Jakarta, Aktual.com — Dinas Kebudayaan dan Pariwisata (Disbudpar) Banten melakukan penelusuran naskah dan arsip terkait sejarah Kejayaan Kesultanan Banten di dua negara yakni Belanda dan Prancis.
Kepala Dinas Kebudayaan dan Pariwisata (Disbudpar) Banten M Ali Fadilah di Serang, Kamis, mengatakan penelusuran terkait arsip-arsip dan naskah sejarah Banten yang dilakukan Disbudpar Banten bersama tim peneliti dari ‘Bantenologi’, bertujuan untuk melakukan Inventarisasi sejarah Banten di Belanda dan Prancis, untuk menjadi benda koleksi di Museum Banten.
“Di Belanda kami melakukan penelusuran di Perpustakaan Universitas Leiden dan ke Missions Etrangeres To Prancis, di Prancis serta Museum Moyen Age yang mirip dengan istana Kaibon di Banten,” kata Ali Fadilah.
Menurut dia, penelusuran arsip dan naskah ke Belanda dan Prancis tersebut, tujuannya tidak hanya difokuskan pada pencarian sketsa Sultan Ageng Tirtayasa.
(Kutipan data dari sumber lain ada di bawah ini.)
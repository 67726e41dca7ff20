// Copyright 2025 the Quadrille Authors
// SPDX-License-Identifier: Apache-2.0 OR MIT

//! Benchmarks for formula normalization, compilation, and evaluation.

use criterion::{BenchmarkId, Criterion, Throughput, black_box, criterion_group, criterion_main};
use quadrille_engine::normalize_expression;
use quadrille_expr::CompiledExpression;

const FORMULAS: [(&str, &str); 4] = [
    ("linear", "2x + 1"),
    ("polynomial", "x^4 - 3x^2 + 2x - 7"),
    ("trig", "sin(2x) + cos(x / 2)"),
    ("nested", "sqrt(abs(sin(x^2))) + log(x^2 + 1)"),
];

fn bench_normalize(c: &mut Criterion) {
    let mut group = c.benchmark_group("expr/normalize");

    for (label, source) in FORMULAS {
        group.bench_with_input(BenchmarkId::from_parameter(label), &source, |b, &source| {
            b.iter(|| black_box(normalize_expression(black_box(source))))
        });
    }
    group.bench_function("prefixed", |b| {
        b.iter(|| black_box(normalize_expression(black_box("y = 3x^2 - 2(x + 1)"))))
    });

    group.finish();
}

fn bench_compile(c: &mut Criterion) {
    let mut group = c.benchmark_group("expr/compile");

    for (label, source) in FORMULAS {
        let normalized = normalize_expression(source);
        group.bench_with_input(
            BenchmarkId::from_parameter(label),
            &normalized,
            |b, source| b.iter(|| black_box(CompiledExpression::parse(source).unwrap())),
        );
    }

    group.finish();
}

fn bench_evaluate(c: &mut Criterion) {
    let mut group = c.benchmark_group("expr/evaluate");
    group.throughput(Throughput::Elements(1));

    for (label, source) in FORMULAS {
        let expr = CompiledExpression::parse(&normalize_expression(source)).unwrap();
        group.bench_with_input(BenchmarkId::from_parameter(label), &expr, |b, expr| {
            let mut x = 0.0;
            b.iter(|| {
                x += 0.125;
                black_box(expr.eval(black_box(x)))
            })
        });
    }

    group.finish();
}

criterion_group!(benches, bench_normalize, bench_compile, bench_evaluate);
criterion_main!(benches);
// Copyright 2025 the Quadrille Authors
// SPDX-License-Identifier: Apache-2.0 OR MIT

//! Benchmarks for per-column curve sampling and full-frame rendering.

use criterion::{
    BatchSize, BenchmarkId, Criterion, Throughput, black_box, criterion_group, criterion_main,
};
use kurbo::Size;
use quadrille_engine::{PlotEngine, sample_curve};
use quadrille_expr::{Compiler, ExpressionCompiler};
use quadrille_surface::RecordingSurface;
use quadrille_viewport::Viewport;

fn bench_sample_curve(c: &mut Criterion) {
    let mut group = c.benchmark_group("engine/sample_curve");
    let compiler = Compiler::new();

    for (label, source) in [
        ("polynomial", "x^3 - 2*x + 1"),
        ("trig", "sin(x) * cos(2*x)"),
        ("pole", "1/x"),
    ] {
        let expr = compiler.compile(source).unwrap();
        for width in [800.0_f64, 1920.0] {
            let vp = Viewport::new(Size::new(width, 600.0));
            group.throughput(Throughput::Elements(width as u64 + 1));
            group.bench_with_input(BenchmarkId::new(label, width), &vp, |b, vp| {
                b.iter(|| black_box(sample_curve(expr.as_ref(), vp)))
            });
        }
    }

    group.finish();
}

fn bench_full_frame(c: &mut Criterion) {
    let mut group = c.benchmark_group("engine/render");

    let mut engine = PlotEngine::new(Size::new(800.0, 600.0));
    for source in ["x^2 / 8 - 2", "sin(2x)", "1/x", "tan(x)"] {
        engine.add_function(source).unwrap();
    }

    group.bench_function("four_functions_800x600", |b| {
        b.iter_batched(
            RecordingSurface::new,
            |mut surface| {
                engine.render(&mut surface);
                black_box(surface);
            },
            BatchSize::SmallInput,
        )
    });

    group.finish();
}

criterion_group!(benches, bench_sample_curve, bench_full_frame);
criterion_main!(benches);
Namun diarahkan pada data Kesejarahan Banten dalam kategori umum, seperti naskah sejarah Banten, arsip bangunan kolonial, arsip keagamaan, orang-orang haji di Banten, dan arsip orang minoritas di Banten pada zaman dulu.
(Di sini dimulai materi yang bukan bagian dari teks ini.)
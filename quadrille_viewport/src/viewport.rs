// Copyright 2025 the Quadrille Authors
// SPDX-License-Identifier: Apache-2.0 OR MIT

use kurbo::{Point, Rect, Size, Vec2};

/// Pan/zoom view state over the mathematical plane.
///
/// `Viewport` tracks the canvas size in pixels and a camera described by a
/// world-space center plus a uniform `scale` in pixels per world unit. It can
/// be used to:
/// - Convert points between world and screen coordinates (screen y grows
///   downward, so the y axis is flipped).
/// - Pan by pixel deltas and zoom about an arbitrary screen anchor.
/// - Choose a grid spacing that lands on nice decimal values at any zoom.
#[derive(Clone, Debug)]
pub struct Viewport {
    canvas_size: Size,
    center: Point,
    scale: f64,
    min_scale: f64,
    max_scale: f64,
}

impl Viewport {
    /// Default scale in pixels per world unit.
    pub const DEFAULT_SCALE: f64 = 50.0;
    /// Smallest allowed scale (most zoomed out).
    pub const MIN_SCALE: f64 = 5.0;
    /// Largest allowed scale (most zoomed in).
    pub const MAX_SCALE: f64 = 500.0;

    /// Creates a viewport over a canvas of the given pixel size.
    ///
    /// - Initial center is the world origin.
    /// - Initial scale is [`Viewport::DEFAULT_SCALE`] pixels per unit.
    /// - Scale is limited to `[MIN_SCALE, MAX_SCALE]`.
    #[must_use]
    pub fn new(canvas_size: Size) -> Self {
        Self {
            canvas_size,
            center: Point::ZERO,
            scale: Self::DEFAULT_SCALE,
            min_scale: Self::MIN_SCALE,
            max_scale: Self::MAX_SCALE,
        }
    }

    /// Returns the current canvas size in pixels.
    #[must_use]
    pub fn canvas_size(&self) -> Size {
        self.canvas_size
    }

    /// Sets the canvas size in pixels.
    ///
    /// Center and scale are unchanged; only the visible world region grows or
    /// shrinks with the canvas.
    pub fn set_canvas_size(&mut self, size: Size) {
        self.canvas_size = size;
    }

    /// Returns the world-space center of the view.
    #[must_use]
    pub fn center(&self) -> Point {
        self.center
    }

    /// Sets the world-space center of the view.
    pub fn set_center(&mut self, center: Point) {
        self.center = center;
    }

    /// Returns the current scale in pixels per world unit.
    #[must_use]
    pub fn scale(&self) -> f64 {
        self.scale
    }

    /// Sets the scale, clamping it into the configured scale range.
    pub fn set_scale(&mut self, scale: f64) {
        self.scale = scale.clamp(self.min_scale, self.max_scale);
    }

    /// Returns the smallest allowed scale.
    #[must_use]
    pub fn min_scale(&self) -> f64 {
        self.min_scale
    }

    /// Returns the largest allowed scale.
    #[must_use]
    pub fn max_scale(&self) -> f64 {
        self.max_scale
    }

    /// Sets the minimum and maximum scale.
    ///
    /// The provided range is normalized so that `min_scale <= max_scale`. The
    /// current scale is clamped into the new range.
    pub fn set_scale_limits(&mut self, min_scale: f64, max_scale: f64) {
        let (min_scale, max_scale) = if min_scale <= max_scale {
            (min_scale, max_scale)
        } else {
            (max_scale, min_scale)
        };
        self.min_scale = min_scale;
        self.max_scale = max_scale;
        self.set_scale(self.scale);
    }

    /// Restores the default view: origin-centered at the default scale.
    pub fn reset(&mut self) {
        self.center = Point::ZERO;
        self.scale = Self::DEFAULT_SCALE.clamp(self.min_scale, self.max_scale);
    }

    /// Converts a screen-space x coordinate into world space.
    #[must_use]
    pub fn screen_to_world_x(&self, screen_x: f64) -> f64 {
        (screen_x - self.canvas_size.width / 2.0) / self.scale + self.center.x
    }

    /// Converts a screen-space y coordinate into world space.
    ///
    /// Screen y grows downward while world y grows upward, so the sign flips.
    #[must_use]
    pub fn screen_to_world_y(&self, screen_y: f64) -> f64 {
        -(screen_y - self.canvas_size.height / 2.0) / self.scale + self.center.y
    }

    /// Converts a world-space x coordinate into screen space.
    #[must_use]
    pub fn world_to_screen_x(&self, world_x: f64) -> f64 {
        (world_x - self.center.x) * self.scale + self.canvas_size.width / 2.0
    }

    /// Converts a world-space y coordinate into screen space.
    #[must_use]
    pub fn world_to_screen_y(&self, world_y: f64) -> f64 {
        -(world_y - self.center.y) * self.scale + self.canvas_size.height / 2.0
    }

    /// Converts a screen-space point into world coordinates.
    #[must_use]
    pub fn screen_to_world(&self, pt: Point) -> Point {
        Point::new(self.screen_to_world_x(pt.x), self.screen_to_world_y(pt.y))
    }

    /// Converts a world-space point into screen coordinates.
    #[must_use]
    pub fn world_to_screen(&self, pt: Point) -> Point {
        Point::new(self.world_to_screen_x(pt.x), self.world_to_screen_y(pt.y))
    }

    /// Pans the view by a pixel delta with grab-and-drag semantics.
    ///
    /// Dragging right (`delta.x > 0`) moves the center left so the world
    /// under the pointer follows the pointer; the vertical direction
    /// additionally absorbs the screen-space y flip.
    pub fn pan_by_screen(&mut self, delta: Vec2) {
        if delta == Vec2::ZERO {
            return;
        }
        self.center.x -= delta.x / self.scale;
        self.center.y += delta.y / self.scale;
    }

    /// Zooms by `factor` about an anchor point in screen coordinates.
    ///
    /// The world coordinate under the anchor stays fixed on screen. A request
    /// whose resulting scale would leave `[min_scale, max_scale]` is rejected
    /// as a no-op (not clamped), so a wheel step at the limit changes
    /// nothing. Returns `true` if the view changed.
    pub fn zoom_about_screen_point(&mut self, anchor_screen: Point, factor: f64) -> bool {
        if factor <= 0.0 {
            return false;
        }
        let new_scale = self.scale * factor;
        if new_scale < self.min_scale || new_scale > self.max_scale {
            return false;
        }
        if (new_scale - self.scale).abs() < f64::EPSILON {
            return false;
        }

        let world_before = self.screen_to_world(anchor_screen);
        self.scale = new_scale;
        let world_after = self.screen_to_world(anchor_screen);
        self.center.x += world_before.x - world_after.x;
        self.center.y += world_before.y - world_after.y;
        true
    }

    /// Returns the world-space rectangle currently visible on the canvas.
    #[must_use]
    pub fn visible_world_rect(&self) -> Rect {
        let left = self.screen_to_world_x(0.0);
        let right = self.screen_to_world_x(self.canvas_size.width);
        let bottom = self.screen_to_world_y(self.canvas_size.height);
        let top = self.screen_to_world_y(0.0);
        Rect::new(left, bottom, right, top)
    }

    /// Chooses a grid spacing in world units for the current scale.
    ///
    /// Targets grid lines roughly 50 px apart and snaps the spacing onto a
    /// 1-2-5-10 ladder scaled by a power of ten, so grid lines always land on
    /// nice decimal values regardless of zoom.
    #[must_use]
    pub fn grid_spacing(&self) -> f64 {
        let target_px = 50.0_f64;
        let world_spacing = target_px / self.scale;

        // Largest power of ten not exceeding the desired spacing, found by
        // scaling loops so the crate stays free of `log10`.
        let mut magnitude = 1.0_f64;
        while magnitude * 10.0 <= world_spacing {
            magnitude *= 10.0;
        }
        while magnitude > world_spacing {
            magnitude /= 10.0;
        }

        let normalized = world_spacing / magnitude;
        if normalized <= 1.0 {
            magnitude
        } else if normalized <= 2.0 {
            2.0 * magnitude
        } else if normalized <= 5.0 {
            5.0 * magnitude
        } else {
            10.0 * magnitude
        }
    }

    /// Snapshot of the current viewport state for debugging and inspection.
    #[must_use]
    pub fn debug_info(&self) -> ViewportDebugInfo {
        ViewportDebugInfo {
            canvas_size: self.canvas_size,
            center: self.center,
            scale: self.scale,
            min_scale: self.min_scale,
            max_scale: self.max_scale,
            visible_world_rect: self.visible_world_rect(),
            grid_spacing: self.grid_spacing(),
        }
    }
}

/// Debug snapshot of a [`Viewport`] state.
#[derive(Clone, Copy, Debug)]
pub struct ViewportDebugInfo {
    /// Current canvas size in pixels.
    pub canvas_size: Size,
    /// World-space center of the view.
    pub center: Point,
    /// Current scale in pixels per world unit.
    pub scale: f64,
    /// Smallest allowed scale.
    pub min_scale: f64,
    /// Largest allowed scale.
    pub max_scale: f64,
    /// World-space rectangle currently visible on the canvas.
    pub visible_world_rect: Rect,
    /// Grid spacing chosen for the current scale.
    pub grid_spacing: f64,
}

#[cfg(test)]
mod tests {
    use kurbo::{Point, Size, Vec2};

    use super::Viewport;

    fn default_view() -> Viewport {
        Viewport::new(Size::new(800.0, 600.0))
    }

    #[test]
    fn world_origin_maps_to_canvas_center() {
        let vp = default_view();
        let origin = vp.world_to_screen(Point::ZERO);
        assert_eq!(origin, Point::new(400.0, 300.0));
        let back = vp.screen_to_world(Point::new(400.0, 300.0));
        assert_eq!(back, Point::ZERO);
    }

    #[test]
    fn screen_y_axis_is_flipped() {
        let vp = default_view();
        // World y above the center must land above the canvas center, i.e.
        // at a smaller screen y.
        let up = vp.world_to_screen(Point::new(0.0, 1.0));
        assert!(up.y < 300.0);
        assert_eq!(up.y, 300.0 - vp.scale());
    }

    #[test]
    fn world_screen_roundtrip() {
        let mut vp = default_view();
        vp.set_center(Point::new(3.25, -1.75));
        vp.set_scale(87.0);

        for &(sx, sy) in &[(0.0, 0.0), (400.0, 300.0), (799.0, 1.0), (123.5, 456.25)] {
            let world = vp.screen_to_world(Point::new(sx, sy));
            let screen = vp.world_to_screen(world);
            assert!((screen.x - sx).abs() < 1e-9);
            assert!((screen.y - sy).abs() < 1e-9);
        }
    }

    #[test]
    fn pan_moves_center_against_drag_direction() {
        let mut vp = default_view();
        vp.pan_by_screen(Vec2::new(50.0, -25.0));
        // 50 px right at 50 px/unit is one world unit; dragging right shows
        // content further to the left.
        assert!((vp.center().x - (-1.0)).abs() < 1e-12);
        assert!((vp.center().y - (-0.5)).abs() < 1e-12);
    }

    #[test]
    fn pan_keeps_world_under_pointer() {
        let mut vp = default_view();
        let pointer = Point::new(250.0, 125.0);
        let before = vp.screen_to_world(pointer);

        let delta = Vec2::new(33.0, -17.0);
        vp.pan_by_screen(delta);
        let after = vp.screen_to_world(Point::new(pointer.x + delta.x, pointer.y + delta.y));

        assert!((after.x - before.x).abs() < 1e-9);
        assert!((after.y - before.y).abs() < 1e-9);
    }

    #[test]
    fn zoom_about_anchor_keeps_anchor_fixed() {
        let mut vp = default_view();
        let anchor = Point::new(620.0, 140.0);
        let world_before = vp.screen_to_world(anchor);

        assert!(vp.zoom_about_screen_point(anchor, 1.1));
        let world_after = vp.screen_to_world(anchor);

        assert!((world_after.x - world_before.x).abs() < 1e-9);
        assert!((world_after.y - world_before.y).abs() < 1e-9);
    }

    #[test]
    fn zoom_rejects_requests_outside_limits() {
        let mut vp = default_view();
        let anchor = Point::new(400.0, 300.0);

        for _ in 0..200 {
            vp.zoom_about_screen_point(anchor, 0.9);
        }
        assert!(vp.scale() >= Viewport::MIN_SCALE);
        let at_floor = vp.scale();
        // The next zoom-out would undershoot the floor, so it is a no-op.
        assert!(!vp.zoom_about_screen_point(anchor, 0.9));
        assert_eq!(vp.scale(), at_floor);

        for _ in 0..200 {
            vp.zoom_about_screen_point(anchor, 1.1);
        }
        assert!(vp.scale() <= Viewport::MAX_SCALE);
        let at_ceiling = vp.scale();
        assert!(!vp.zoom_about_screen_point(anchor, 1.1));
        assert_eq!(vp.scale(), at_ceiling);
    }

    #[test]
    fn reset_restores_default_view() {
        let mut vp = default_view();
        vp.pan_by_screen(Vec2::new(123.0, -45.0));
        vp.zoom_about_screen_point(Point::new(100.0, 100.0), 1.1);

        vp.reset();
        assert_eq!(vp.center(), Point::ZERO);
        assert_eq!(vp.scale(), Viewport::DEFAULT_SCALE);
    }

    #[test]
    fn set_scale_limits_normalizes_and_clamps() {
        let mut vp = default_view();
        vp.set_scale_limits(100.0, 10.0);
        assert_eq!(vp.min_scale(), 10.0);
        assert_eq!(vp.max_scale(), 100.0);
        // Default scale 50 is inside the new range and stays put.
        assert_eq!(vp.scale(), 50.0);

        vp.set_scale_limits(200.0, 400.0);
        assert_eq!(vp.scale(), 200.0);
    }

    #[test]
    fn grid_spacing_lands_on_nice_values() {
        let mut vp = default_view();
        for &(scale, expected) in &[
            (50.0, 1.0),
            (500.0, 0.1),
            (5.0, 10.0),
            (100.0, 0.5),
            (200.0, 0.5),
            (40.0, 2.0),
            (30.0, 2.0),
            (12.0, 5.0),
            (7.0, 10.0),
        ] {
            vp.set_scale(scale);
            let spacing = vp.grid_spacing();
            assert!(
                (spacing - expected).abs() < 1e-12,
                "scale {scale}: got {spacing}, expected {expected}"
            );
        }
    }

    #[test]
    fn grid_spacing_is_monotonic_in_scale() {
        let mut vp = default_view();
        let mut prev = f64::INFINITY;
        let mut scale = Viewport::MIN_SCALE;
        while scale <= Viewport::MAX_SCALE {
            vp.set_scale(scale);
            let spacing = vp.grid_spacing();
            assert!(
                spacing <= prev,
                "spacing grew from {prev} to {spacing} at scale {scale}"
            );
            prev = spacing;
            scale += 0.5;
        }
    }

    #[test]
    fn visible_world_rect_matches_default_view() {
        let vp = default_view();
        let rect = vp.visible_world_rect();
        assert!((rect.x0 - (-8.0)).abs() < 1e-12);
        assert!((rect.x1 - 8.0).abs() < 1e-12);
        assert!((rect.y0 - (-6.0)).abs() < 1e-12);
        assert!((rect.y1 - 6.0).abs() < 1e-12);
    }

    #[test]
    fn resize_preserves_center_and_scale() {
        let mut vp = default_view();
        vp.set_center(Point::new(2.0, -3.0));
        vp.set_scale(80.0);

        vp.set_canvas_size(Size::new(400.0, 400.0));
        assert_eq!(vp.center(), Point::new(2.0, -3.0));
        assert_eq!(vp.scale(), 80.0);
        // The origin-relative mapping now uses the new canvas center.
        let screen = vp.world_to_screen(Point::new(2.0, -3.0));
        assert_eq!(screen, Point::new(200.0, 200.0));
    }

    #[test]
    fn debug_info_reflects_current_state() {
        let vp = default_view();
        let info = vp.debug_info();
        assert_eq!(info.canvas_size, Size::new(800.0, 600.0));
        assert_eq!(info.center, Point::ZERO);
        assert_eq!(info.scale, Viewport::DEFAULT_SCALE);
        assert!(info.min_scale <= info.max_scale);
        assert!((info.grid_spacing - 1.0).abs() < 1e-12);
    }
}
“Data-data ini untuk melengkapi referensi di dalam memperkaya sumber informasi tentang Banten Lama. Data ini juga akan menjadi koleksi museum Banten yang nantinya diputuskan oleh dewan kurator,” kata Ali Fadilah didampingi dua peneliti sejarah Banten Dr Mufti Ali dan Dr Helmy Fauzi.
Menurut dia, jika arsip sejarah tersebut sudah bisa diterjemahkan dan jika dianggap penting untuk dibaca oleh masyarakat, bisa juga disimpan di perpustakaan daerah untuk mengisi Banten Corner.
“Nanti kan dipilih mana untuk museum, jika dianggap tidak layak untuk museum bisa disimpan di Perpustakaan Daerah,” kata Ali Fadilah.
Sementara itu Ketua Tim Peneliti dari Bantenologi Dr Mufti Ali mengatakan, sejumlah dokumen sejarah Banten yang diambil dari dua negara tersebut diantaranya foto naskah babad Banten, foto sketsa site plant kesultanan Banten, 296 peta dan sketsa masa kesultanan Banten, daftar haji orang-orang Banten pada masa lalu. Kemudian buku-buku tua tentang peperangan Sultan Haji, buku tua abad 16 dan 17 tentang dokumen birokrasi pemerintahan kolonial di Banten awal abad 19 sampai awal abad 20.
“Selama 11 hari di Belanda dan Prancis sejak 30 Mei lalu, kami benar-benar manfaatkan waktu se-efektif mungkin untuk bisa mencari dan mengambil dokumen-dokumen sejarah ini,” kata Mufti Ali.
Selain itu, kata Mufti, diantara naskah sejarah Banten yang nantinya bisa cetak ulang dari hasil foto yakni buku Al-insan Al-Kamil karya Abdul Karim Al-Jilli dengan terjemahan bahasa Jawa Banten setebal 1.749 halaman serta buku tentang ritual pembacaan hadits Bara’at yang biasa dilakukan orang Banten zaman dulu setebal 40 halaman.
“Kami terpaksa dalam satu hari memotret isi buku setebal 1.749 itu. Sebab kalau membeli hasil cetak ulang di sana, harganya cukup mahal,” katanya.
Selain itu, dokumen lain yang dibawa ke Banten yakni arsip-arsip masa kolonial di Banten dalam bentuk ‘micro fisch’ dan sketsa kesultanan Banten gambaran umum tata kota Banten pada zaman dahulu dengan beberapa bentuk perubahan.
“Untuk bisa mencetak dan membaca dokumen dari ‘micro fisch’ ini alatnya hanya dimiliki perpustakaan nasional dan di arsip nasional. Banten sendiri belum punya,” kata Mufti.
Menurut dia, untuk bisa merepro atau mencetak semua dokumen sejarah Banten yang dibawa dari Belanda dan Prancis tersebut, supaya bisa dilihat dan dibaca oleh publik, membutuhkan anggaran sedikitnya sekitar Rp2 miliar.
“Dokumen yang diambil ini hampir semuanya tidak ada di Banten sendiri maupun di nasional. Ini menjadi referensi baru untuk mengetahui sejarah kesultanan Banten,” kata Mufti Ali didampingi Helmi Fauzi.